В известных нам делах Тайной канцелярии не встретилось случаев, когда верные друзья освобождали бы схваченного по «слову и делу» преступника, – в отличие от рассказов об «утечке» конвоируемых. В июне 1756 года взятый за уголовщину крестьянин из строгановских вотчин Иван Леонтьев объявил «слово и дело» и был отправлен вместе с тремя свидетелями – а возможно, и соучастниками – из Пермской провинциальной канцелярии в Москву под охраной троих солдат. Где-то на лесной дороге под Владимиром арестанты (между прочим, закованные в ручные и ножные кандалы) соскочили с телег и крепко побили служивых – вероятно, отставников-инвалидов; двое ямщиков тут же «испужались» и убежали. Отобрав у солдат оружие, деньги и все документы – доношения и подорожные, Леонтьев с товарищами отправились на Волгу, по дороге загуляли в одном из нижегородских кабаков, на выходе из коего и были повязаны местными крестьянами. К сожалению, дело о приключениях Леонтьева сильно попорчено временем, и дальнейшая судьба беглецов нам неизвестна.[345]
Поэтому начальство Преображенского приказа требовало, чтобы местные власти, расспросив преступников, сами определяли, есть ли необходимость отсылать их в Москву: «Какое за ним его императорского величества слово по первому ль пункту, и знает ли оной первой, и второй, и третей пункты в какой силе учинены; и буде скажет оное слово за ним есть по тем пунктам, и в какой силе оные пункты учинены знает, и скажет в той силе, о чем они учинены, и его, не роспрашивая о том подлинно и заковав ему руки и ноги в кайдалы, прислать за крепким караулом со многими солдаты в Преображенской приказ немедленно; а у посылки сказать ему его императорского величества указ, ежели он сказал оное слово за собою, избывая смертные казни, то и в Москве cмертные казни не избудет и кажнен будет жестокою смертию; а буде же скажет, что оное слово за ним есть, кроме трех пунктов о чем и о ком и к тем трем пунктам неприлично, и его роспросить в том подлинно, и о чем надлежит следовать, а по следовании и указ учинить по уложенью и по новосостоявшимся указом, до чего доведется; а за чем указу учинить будет не мочно, и о том писать куда надлежит, тако ж и в Преображенской приказ для ведома писать же. Да и впредь, буде такие колодники, или кто пришед собою, кроме колодник, учнут сказывать за собою слово ж и дело, и о тех чинить то ж, как показано выше сего». В январе 1725 года во все губернии и провинции были посланы соответствующие указы его императорского величества, «чтоб впредь от таких воров не было интересу напрасной траты, и воры б не избывали от воровства свои смертные казни утечками в пути иными воровскими умыслы».[346]

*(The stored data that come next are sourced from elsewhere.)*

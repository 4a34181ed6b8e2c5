//! Watermark Policy
//!
//! A set's entries are spread over `live_nodes` nodes with `replica_count`
//! copies each, so one node holds `target * replica_count / live_nodes` of a
//! global target. Limits are recomputed every pass: a limit computed against
//! a larger node count would miss pressure after a node loss.

use serde::Serialize;

use crate::error::{Error, Result};

/// Default global entry count eviction brings a set back under
pub const DEFAULT_GLOBAL_SOFT_TARGET: u64 = 20_000_000;

/// Default global entry count above which eviction starts
pub const DEFAULT_GLOBAL_HARD_TARGET: u64 = 25_000_000;

/// Default replication factor of the namespace
pub const DEFAULT_REPLICA_COUNT: u32 = 2;

// =============================================================================
// Configuration
// =============================================================================

/// Cluster-wide capacity targets for the managed set
#[derive(Debug, Clone, PartialEq, Eq)]
pub struct WatermarkConfig {
    /// Replication factor of the namespace
    pub replica_count: u32,

    /// Global entry count to fall back under once eviction triggers
    pub global_soft_target: u64,

    /// Global entry count that triggers eviction
    pub global_hard_target: u64,
}

impl Default for WatermarkConfig {
    fn default() -> Self {
        Self {
            replica_count: DEFAULT_REPLICA_COUNT,
            global_soft_target: DEFAULT_GLOBAL_SOFT_TARGET,
            global_hard_target: DEFAULT_GLOBAL_HARD_TARGET,
        }
    }
}

impl WatermarkConfig {
    /// Check bounds once at startup
    pub fn validate(&self) -> Result<()> {
        if self.replica_count == 0 {
            return Err(Error::Config("replica count must be at least 1".into()));
        }
        if self.global_soft_target == 0 {
            return Err(Error::Config("global soft target must be positive".into()));
        }
        if self.global_soft_target > self.global_hard_target {
            return Err(Error::Config(format!(
                "global soft target {} exceeds hard target {}",
                self.global_soft_target, self.global_hard_target
            )));
        }
        Ok(())
    }

    /// Per-node limits for the current live node count
    pub fn limits_for(&self, live_nodes: usize) -> Result<WatermarkLimits> {
        compute_limits(
            self.replica_count,
            live_nodes,
            self.global_soft_target,
            self.global_hard_target,
        )
    }
}

// =============================================================================
// Limits
// =============================================================================

/// Per-node watermarks for one pass
#[derive(Debug, Clone, Copy, PartialEq, Eq, Serialize)]
pub struct WatermarkLimits {
    /// Occupancy eviction should fall back under
    pub soft_limit: u64,
    /// Occupancy above which eviction triggers
    pub hard_limit: u64,
}

impl WatermarkLimits {
    /// Whether `objects` breaches the hard limit
    pub fn exceeds_hard(&self, objects: u64) -> bool {
        objects > self.hard_limit
    }
}

fn per_node_share(target: u64, replica_count: u32, live_nodes: usize) -> u64 {
    let share = u128::from(target) * u128::from(replica_count) / live_nodes as u128;
    u64::try_from(share).unwrap_or(u64::MAX).max(1)
}

/// Compute per-node soft and hard limits.
///
/// Zero live nodes or a zero replica count is a configuration error; the
/// caller skips the pass.
pub fn compute_limits(
    replica_count: u32,
    live_nodes: usize,
    global_soft_target: u64,
    global_hard_target: u64,
) -> Result<WatermarkLimits> {
    if live_nodes == 0 {
        return Err(Error::Config(
            "cannot compute watermarks with zero live nodes".into(),
        ));
    }
    if replica_count == 0 {
        return Err(Error::Config(
            "cannot compute watermarks with zero replicas".into(),
        ));
    }

    let soft = per_node_share(global_soft_target, replica_count, live_nodes);
    let hard = per_node_share(global_hard_target, replica_count, live_nodes);

    Ok(WatermarkLimits {
        soft_limit: soft.min(hard),
        hard_limit: hard,
    })
}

Возникало трудноразрешимое в российских условиях противоречие: создание «регулярной» империи требовало сосредоточения карательного механизма в одних надежных руках; но одновременно наносился ущерб финансовому «интересу», поскольку местные власти были вынуждены отправлять за тысячи верст сотни людей, причем в большинстве случаев совершенно неоправданно. Кроме того, как признавали сами сыщики, в пути преступники могли бежать. Рекрутчина, «слезные и кровавые подати» заставляли крестьян искать спасения за рубежами государства или оказывать сопротивление властям и собираться в разбойничьи «партии». В 1732 году правительство даже разрешило для борьбы с этим злом, «когда купечеству или шляхетству потребно для опасения от воровских людей, на казенных заводах продавать по вольным ценам» пушки.[347] Чего можно было требовать от «безоружейных» симбирских инвалидов, когда даже казанский губернатор Артемий Волынский опасался в 1727 году ехать к месту службы без надлежащего конвоя?

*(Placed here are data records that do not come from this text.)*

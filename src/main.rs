//! aerolru
//!
//! Keeps a capacity-bounded Aerospike set under its size limits by removing
//! its oldest entries whenever a node's share crosses the hard watermark.
//!
//! # Architecture
//!
//! ```text
//! ┌─────────────────────────────────────────────────────────────────┐
//! │                            aerolru                               │
//! ├─────────────────────────────────────────────────────────────────┤
//! │  ┌──────────────┐    ┌──────────────┐    ┌──────────────┐       │
//! │  │   Metrics    │───▶│     LRU      │───▶│   Eviction   │       │
//! │  │   Watcher    │    │  Controller  │    │  Dispatcher  │       │
//! │  │   (Eyes)     │    │   (Brain)    │    │   (Hands)    │       │
//! │  └──────────────┘    └──────────────┘    └──────────────┘       │
//! └─────────────────────────────────────────────────────────────────┘
//! ```

use std::sync::atomic::{AtomicBool, Ordering};
use std::sync::Arc;
use std::time::Duration;

use clap::Parser;
use http_body_util::Full;
use hyper::body::Bytes;
use hyper::header::{HeaderValue, CONTENT_TYPE};
use hyper::{Response, StatusCode};
use tokio::signal;
use tokio_util::sync::CancellationToken;
use tracing::{error, info, Level};
use tracing_subscriber::filter::Directive;
use tracing_subscriber::{fmt, prelude::*, EnvFilter};

use aerolru::adapters::{
    AerospikeCluster, AerospikeConfig, LoggingEventPublisher, UDF_FILENAME, UDF_SOURCE,
};
use aerolru::controller::{ControllerConfig, ControllerMetrics, LruController, ScannerConfig};
use aerolru::error::{Error, Result};
use aerolru::evictor::DispatcherConfig;
use aerolru::metrics::WatcherConfig;
use aerolru::policy::{
    WatermarkConfig, DEFAULT_GLOBAL_HARD_TARGET, DEFAULT_GLOBAL_SOFT_TARGET,
    DEFAULT_REPLICA_COUNT,
};

// =============================================================================
// CLI Arguments
// =============================================================================

/// aerolru - TTL eviction controller for capacity-bounded Aerospike sets
#[derive(Parser, Debug)]
#[command(author, version, about, long_about = None)]
struct Args {
    /// Seed node host
    #[arg(long, env = "AEROSPIKE_HOSTNAME", default_value = "127.0.0.1")]
    host: String,

    /// Seed node port
    #[arg(long, env = "AEROSPIKE_PORT", default_value = "3000")]
    port: u16,

    /// Namespace holding the managed set
    #[arg(long, env = "AEROSPIKE_NAMESPACE", default_value = "persisted")]
    namespace: String,

    /// Managed set
    #[arg(long, env = "AEROSPIKE_SET", default_value = "lru")]
    set: String,

    /// Replication factor of the namespace
    #[arg(long, env = "REPLICA_COUNT", default_value_t = DEFAULT_REPLICA_COUNT)]
    replica_count: u32,

    /// Cluster-wide object count to shrink back to
    #[arg(long, env = "GLOBAL_SOFT_TARGET", default_value_t = DEFAULT_GLOBAL_SOFT_TARGET)]
    soft_target: u64,

    /// Cluster-wide object count that triggers eviction
    #[arg(long, env = "GLOBAL_HARD_TARGET", default_value_t = DEFAULT_GLOBAL_HARD_TARGET)]
    hard_target: u64,

    /// Minutes to sleep between passes
    #[arg(long, env = "INTERVAL_MINUTES", default_value = "20")]
    interval_minutes: u64,

    /// Socket timeout in seconds
    #[arg(long, env = "SOCKET_TIMEOUT_SECONDS", default_value = "300")]
    socket_timeout_seconds: u64,

    /// Nodes scanned concurrently
    #[arg(long, env = "MAX_CONCURRENT_SCANS", default_value = "1")]
    max_concurrent_scans: usize,

    /// Upper bound in minutes for one remove-by-age job
    #[arg(long, env = "DISPATCH_TIMEOUT_MINUTES", default_value = "20")]
    dispatch_timeout_minutes: u64,

    /// Enable dry-run mode (log only, no removals)
    #[arg(long, env = "DRY_RUN")]
    dry_run: bool,

    /// Do not upload the Lua module at startup
    #[arg(long, env = "SKIP_UDF_REGISTRATION")]
    skip_udf_registration: bool,

    /// Seconds to wait for the Lua module to reach every node
    #[arg(long, env = "UDF_TIMEOUT_SECONDS", default_value = "60")]
    udf_timeout_seconds: u64,

    /// Metrics server bind address
    #[arg(long, env = "METRICS_ADDR", default_value = "0.0.0.0:8080")]
    metrics_addr: String,

    /// Health server bind address
    #[arg(long, env = "HEALTH_ADDR", default_value = "0.0.0.0:8081")]
    health_addr: String,

    /// Log level (trace, debug, info, warn, error)
    #[arg(long, env = "LOG_LEVEL", default_value = "info")]
    log_level: String,

    /// Output logs as JSON
    #[arg(long, env = "LOG_JSON")]
    log_json: bool,
}

fn minutes(value: u64, flag: &str) -> Result<Duration> {
    value
        .checked_mul(60)
        .map(Duration::from_secs)
        .ok_or_else(|| Error::Config(format!("--{} is out of range: {}", flag, value)))
}

impl Args {
    fn controller_config(&self) -> Result<ControllerConfig> {
        Ok(ControllerConfig {
            interval: minutes(self.interval_minutes, "interval-minutes")?,
            watermark: WatermarkConfig {
                replica_count: self.replica_count,
                global_soft_target: self.soft_target,
                global_hard_target: self.hard_target,
            },
            watcher: WatcherConfig {
                namespace: self.namespace.clone(),
                set_name: self.set.clone(),
                request_timeout: Duration::from_secs(self.socket_timeout_seconds),
            },
            scanner: ScannerConfig {
                max_concurrent_scans: self.max_concurrent_scans,
            },
            dispatcher: DispatcherConfig {
                namespace: self.namespace.clone(),
                dry_run: self.dry_run,
                call_timeout: minutes(self.dispatch_timeout_minutes, "dispatch-timeout-minutes")?,
            },
        })
    }

    fn aerospike_config(&self) -> Result<AerospikeConfig> {
        Ok(AerospikeConfig {
            seed_host: self.host.clone(),
            seed_port: self.port,
            socket_timeout: Duration::from_secs(self.socket_timeout_seconds),
            job_timeout: minutes(self.dispatch_timeout_minutes, "dispatch-timeout-minutes")?,
            ..Default::default()
        })
    }
}

// =============================================================================
// Main
// =============================================================================

#[tokio::main]
async fn main() -> Result<()> {
    let args = Args::parse();

    init_logging(&args);

    info!("Start aero lru");
    info!("  Seed: {}:{}", args.host, args.port);
    info!("  Set: {}.{}", args.namespace, args.set);
    info!(
        "  Targets: soft {} / hard {} objects, {} replica(s)",
        args.soft_target, args.hard_target, args.replica_count
    );
    info!("  Interval: {} minutes", args.interval_minutes);
    info!("  Dry-run mode: {}", args.dry_run);

    let (config, aerospike_config) = args
        .controller_config()
        .and_then(|config| {
            config.validate()?;
            Ok((config, args.aerospike_config()?))
        })
        .map_err(|e| {
            error!("Invalid configuration: {}", e);
            Error::Startup(e.to_string())
        })?;

    let metrics = ControllerMetrics::new()?;
    let ready = Arc::new(AtomicBool::new(false));

    // Start health server
    let health_addr = args.health_addr.clone();
    let health_ready = ready.clone();
    tokio::spawn(async move {
        if let Err(e) = run_health_server(&health_addr, health_ready).await {
            error!("Health server error: {}", e);
        }
    });

    // Start metrics server
    let metrics_addr = args.metrics_addr.clone();
    let served_metrics = metrics.clone();
    tokio::spawn(async move {
        if let Err(e) = run_metrics_server(&metrics_addr, served_metrics).await {
            error!("Metrics server error: {}", e);
        }
    });

    // Connect to the cluster
    let cluster = Arc::new(AerospikeCluster::new(aerospike_config));
    cluster.probe().await.map_err(|e| {
        error!("Failed to connect to {}:{}: {}", args.host, args.port, e);
        e
    })?;

    if args.skip_udf_registration {
        info!("Skipping UDF registration");
    } else {
        info!("Register LRU UDF");
        cluster
            .register_udf(
                UDF_FILENAME,
                UDF_SOURCE,
                Duration::from_secs(args.udf_timeout_seconds),
            )
            .await
            .map_err(|e| {
                error!("UDF registration failed: {}", e);
                e
            })?;
    }

    ready.store(true, Ordering::SeqCst);

    let cancel = CancellationToken::new();
    let shutdown = cancel.clone();
    tokio::spawn(async move {
        shutdown_signal().await;
        shutdown.cancel();
    });

    let controller = LruController::new(
        config,
        cluster,
        Arc::new(LoggingEventPublisher::debug_level()),
    )
    .with_metrics(metrics);
    controller.run(cancel).await?;

    info!("aerolru shutdown complete");
    Ok(())
}

// =============================================================================
// Logging Setup
// =============================================================================

fn init_logging(args: &Args) {
    let level = match args.log_level.to_lowercase().as_str() {
        "trace" => Level::TRACE,
        "debug" => Level::DEBUG,
        "info" => Level::INFO,
        "warn" => Level::WARN,
        "error" => Level::ERROR,
        _ => Level::INFO,
    };

    let filter = ["hyper=warn", "hyper_util=warn"]
        .iter()
        .filter_map(|d| d.parse::<Directive>().ok())
        .fold(
            EnvFilter::from_default_env().add_directive(level.into()),
            |filter, directive| filter.add_directive(directive),
        );

    if args.log_json {
        tracing_subscriber::registry()
            .with(filter)
            .with(fmt::layer().json())
            .init();
    } else {
        tracing_subscriber::registry()
            .with(filter)
            .with(fmt::layer().with_target(true))
            .init();
    }
}

// =============================================================================
// Graceful Shutdown
// =============================================================================

async fn shutdown_signal() {
    let ctrl_c = async {
        if let Err(e) = signal::ctrl_c().await {
            error!("Failed to listen for Ctrl+C: {}", e);
            std::future::pending::<()>().await;
        }
    };

    #[cfg(unix)]
    let terminate = async {
        match signal::unix::signal(signal::unix::SignalKind::terminate()) {
            Ok(mut sigterm) => {
                sigterm.recv().await;
            }
            Err(e) => {
                error!("Failed to listen for SIGTERM: {}", e);
                std::future::pending::<()>().await;
            }
        }
    };

    #[cfg(not(unix))]
    let terminate = std::future::pending::<()>();

    tokio::select! {
        () = ctrl_c => info!("Received SIGINT, shutting down"),
        () = terminate => info!("Received SIGTERM, shutting down"),
    }
}

// =============================================================================
// HTTP Servers
// =============================================================================

fn text_response(status: StatusCode, body: impl Into<Bytes>) -> Response<Full<Bytes>> {
    let mut response = Response::new(Full::new(body.into()));
    *response.status_mut() = status;
    response
}

async fn run_health_server(addr: &str, ready: Arc<AtomicBool>) -> Result<()> {
    use hyper::server::conn::http1;
    use hyper::service::service_fn;
    use hyper::Request;
    use hyper_util::rt::TokioIo;
    use std::net::SocketAddr;
    use tokio::net::TcpListener;

    let addr: SocketAddr = addr
        .parse()
        .map_err(|e| Error::Startup(format!("Invalid health server address: {}", e)))?;

    let listener = TcpListener::bind(addr)
        .await
        .map_err(|e| Error::Startup(format!("Failed to bind health server: {}", e)))?;

    info!("Health server listening on {}", addr);

    loop {
        let (stream, _) = listener
            .accept()
            .await
            .map_err(|e| Error::Internal(format!("Health server accept error: {}", e)))?;

        let io = TokioIo::new(stream);
        let ready = ready.clone();

        tokio::spawn(async move {
            let service = service_fn(move |req: Request<hyper::body::Incoming>| {
                let ready = ready.load(Ordering::SeqCst);
                async move {
                    let response = match req.uri().path() {
                        "/healthz" | "/livez" => text_response(StatusCode::OK, "ok"),
                        "/readyz" if ready => text_response(StatusCode::OK, "ok"),
                        "/readyz" => text_response(StatusCode::SERVICE_UNAVAILABLE, "starting"),
                        _ => text_response(StatusCode::NOT_FOUND, "not found"),
                    };
                    Ok::<_, std::convert::Infallible>(response)
                }
            });

            if let Err(e) = http1::Builder::new().serve_connection(io, service).await {
                error!("Health server connection error: {}", e);
            }
        });
    }
}

async fn run_metrics_server(addr: &str, metrics: ControllerMetrics) -> Result<()> {
    use hyper::server::conn::http1;
    use hyper::service::service_fn;
    use hyper::Request;
    use hyper_util::rt::TokioIo;
    use std::net::SocketAddr;
    use tokio::net::TcpListener;

    let addr: SocketAddr = addr
        .parse()
        .map_err(|e| Error::Startup(format!("Invalid metrics server address: {}", e)))?;

    let listener = TcpListener::bind(addr)
        .await
        .map_err(|e| Error::Startup(format!("Failed to bind metrics server: {}", e)))?;

    info!("Metrics server listening on {}", addr);

    loop {
        let (stream, _) = listener
            .accept()
            .await
            .map_err(|e| Error::Internal(format!("Metrics server accept error: {}", e)))?;

        let io = TokioIo::new(stream);
        let metrics = metrics.clone();

        tokio::spawn(async move {
            let service = service_fn(move |req: Request<hyper::body::Incoming>| {
                let metrics = metrics.clone();
                async move {
                    let response = match req.uri().path() {
                        "/metrics" => match metrics.encode_text() {
                            Ok(buffer) => {
                                let mut response = text_response(StatusCode::OK, buffer);
                                response.headers_mut().insert(
                                    CONTENT_TYPE,
                                    HeaderValue::from_static(prometheus::TEXT_FORMAT),
                                );
                                response
                            }
                            Err(e) => {
                                error!("Failed to encode metrics: {}", e);
                                text_response(StatusCode::INTERNAL_SERVER_ERROR, "encoding failed")
                            }
                        },
                        _ => text_response(StatusCode::NOT_FOUND, "not found"),
                    };
                    Ok::<_, std::convert::Infallible>(response)
                }
            });

            if let Err(e) = http1::Builder::new().serve_connection(io, service).await {
                error!("Metrics server connection error: {}", e);
            }
        });
    }
}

Решить эту проблему власть пыталась не раз. Как уже говорилось, указ от 26 августа 1726 года позволял местным властям предварительно рассматривать изветы по «первым двум пунктам», чтобы убедиться, что заявитель не затеял донос ложно. Аннинский указ от 10 апреля 1730 года предписывал губернаторам и провинциальным воеводам заявителей «расспрашивать секретно». Если дело квалифицировалось по «первому пункту», а доносчик не менял показаний, то его и всех названных им лиц надлежало отправлять «под крепким караулом» в Сенат. По «второму пункту» местные власти имели право вести дело самостоятельно, а «буде дойдет до пытки, то и пытать, а в наш Правительствующий Сенат того ж времени, ни мало не отлагая, с нарочными курьеры писать». Это должно было несколько ограничить приток в столицы подследственных и тем более ложных заявителей «слова и дела». Но все оговорки не отменяли монополии центральных органов на расследование политических преступлений – в жестко централизованной структуре предоставить это право целиком на усмотрение местной администрации было немыслимо; да и провинциальному начальству не особо доверяли, ведь отправка на воеводство или губернаторство нередко использовалась в качестве почетной ссылки для неугодных при дворе вельмож.

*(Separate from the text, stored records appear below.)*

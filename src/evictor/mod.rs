//! Evictor module
//!
//! Turns the merged per-pass plan into remove-by-age calls.

mod dispatcher;
mod plan;

pub use dispatcher::{
    DispatchReport, DispatchResult, DispatchStatus, DispatcherConfig, EvictionDispatcher,
    DEFAULT_CALL_TIMEOUT,
};
pub use plan::{EvictionDecision, EvictionPlan};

Однако уследить за всеми подобными казусами – тем более реально проконтролировать их – центральные органы сыска не могли. У губернского или уездного начальника, в свою очередь, не было иного средства, кроме «угрожения» – в крайнем случае поднятия на дыбу, – чтобы выяснить, правду ли говорит «объявитель» или колодник и насколько он разумеет «силу» грозных «пунктов». Но не дай бог заявитель умрет – тогда и сам администратор мог быть обвинен в злоумышленном «уничтожении» следов государственного преступления. С другой стороны, было опасение, что отправленные колодники «утекут» по дороге. Поэтому, как это часто бывало в России, строгие с виду нормы закона исполнялись как придется – местные власти не желали связываться с опасными делами.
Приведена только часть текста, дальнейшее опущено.